A well-balanced diet rich in fruits, vegetables, whole grains, and low in saturated fats has many benefits for overall wellness – which includes lowering your risk for a stroke. Recommended by many doctors, the Mediterranean diet has been linked to lower stroke risk due to its emphasis on healthy fats and plant-based foods​​.

3. Regular Physical Activity

Another important aspect of stroke prevention is getting enough physical activity. Aim for 2.5 hours per week of moderate exercise, such as brisk walking or swimming. Modifications include vigorously walking in place. ​Talk to your physician before engaging in a new exercise routine to ensure it’s right for you.

4. Quit Smoking and Limit Alcohol Intake

Heavy drinking can trigger atrial fibrillation, which is a type of irregular heartbeat that can increase your odds of stroke. Smoking and secondhand smoke are also risk factors for stroke, as they interfere with the functioning of the heart and vascular systems.
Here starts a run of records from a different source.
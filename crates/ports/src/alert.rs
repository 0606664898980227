//! Alerting port
//!
//! Fire-and-forget operational notifications: rejections, halts, retry
//! exhaustion, position closes. Delivery failure must never block or fail
//! the trading path, so the sink interface is synchronous and infallible -
//! implementations queue or drop, they do not wait.

use chrono::{DateTime, Utc};
use serde::{Deserialize, Serialize};

#[derive(Debug, Clone, Copy, PartialEq, Eq, Serialize, Deserialize)]
pub enum AlertLevel {
    Info,
    Warning,
    Critical,
}

impl AlertLevel {
    pub fn as_str(&self) -> &'static str {
        match self {
            AlertLevel::Info => "info",
            AlertLevel::Warning => "warning",
            AlertLevel::Critical => "critical",
        }
    }
}

/// What kind of event the alert describes
#[derive(Debug, Clone, Copy, PartialEq, Eq, Serialize, Deserialize)]
pub enum AlertKind {
    DecisionRejected,
    OrderRejected,
    RetryExhausted,
    ReconciliationConflict,
    Halt,
    PositionClosed,
    SystemError,
}

#[derive(Debug, Clone, Serialize, Deserialize)]
pub struct Alert {
    pub level: AlertLevel,
    pub kind: AlertKind,
    pub symbol: Option<String>,
    pub message: String,
    pub timestamp: DateTime<Utc>,
}

impl Alert {
    pub fn new(level: AlertLevel, kind: AlertKind, message: impl Into<String>) -> Self {
        Self {
            level,
            kind,
            symbol: None,
            message: message.into(),
            timestamp: Utc::now(),
        }
    }

    pub fn info(kind: AlertKind, message: impl Into<String>) -> Self {
        Self::new(AlertLevel::Info, kind, message)
    }

    pub fn warning(kind: AlertKind, message: impl Into<String>) -> Self {
        Self::new(AlertLevel::Warning, kind, message)
    }

    pub fn critical(kind: AlertKind, message: impl Into<String>) -> Self {
        Self::new(AlertLevel::Critical, kind, message)
    }

    pub fn with_symbol(mut self, symbol: impl Into<String>) -> Self {
        self.symbol = Some(symbol.into());
        self
    }
}

/// Fire-and-forget alert channel
pub trait AlertSink: Send + Sync {
    /// Deliver (or enqueue) an alert. Must return promptly; never blocks on
    /// downstream delivery.
    fn notify(&self, alert: Alert);
}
5. Manage Chronic Conditions

Certain health conditions like heart disease, diabetes, and sickle cell disease can increase odds of a stroke. Proper management of these conditions through medication and lifestyle changes is essential for stroke prevention​​. Make sure to follow the treatment plan provided by your doctor.

Signs of Stroke

Getting treatment for a stroke within 60 minutes can reduce disability. Therefore, recognizing the signs of a stroke are crucial for getting help as soon as possible. According to the American Stroke Association, you can use the acronym F.A.S.T. to remember what to look for:

  • F = Face Drooping – Does one side of the face droop or is it numb? Ask the person to smile. Is the person’s smile uneven?
  • A = Arm Weakness – Is one arm weak or numb? Ask the person to raise both arms. Does one arm drift downward?
  • S = Speech Difficulty – Is speech slurred?
  • T = Time to call 911 – Stroke is an emergency. Every minute counts. Call 911 immediately. Note the time when any of the symptoms first appear.

Other common symptoms of a stroke include sudden onset of:

  • Confusion
  • Numbness
  • Severe headache
  • Vision issues in one or both eyes
  • Difficulty walking or loss of balance

If you or a loved one begin experiencing these symptoms, call 911 immediately.

By making important lifestyle changes and recognizing the signs of a stroke, you can reduce your risk and improve your chances of surviving and recovering.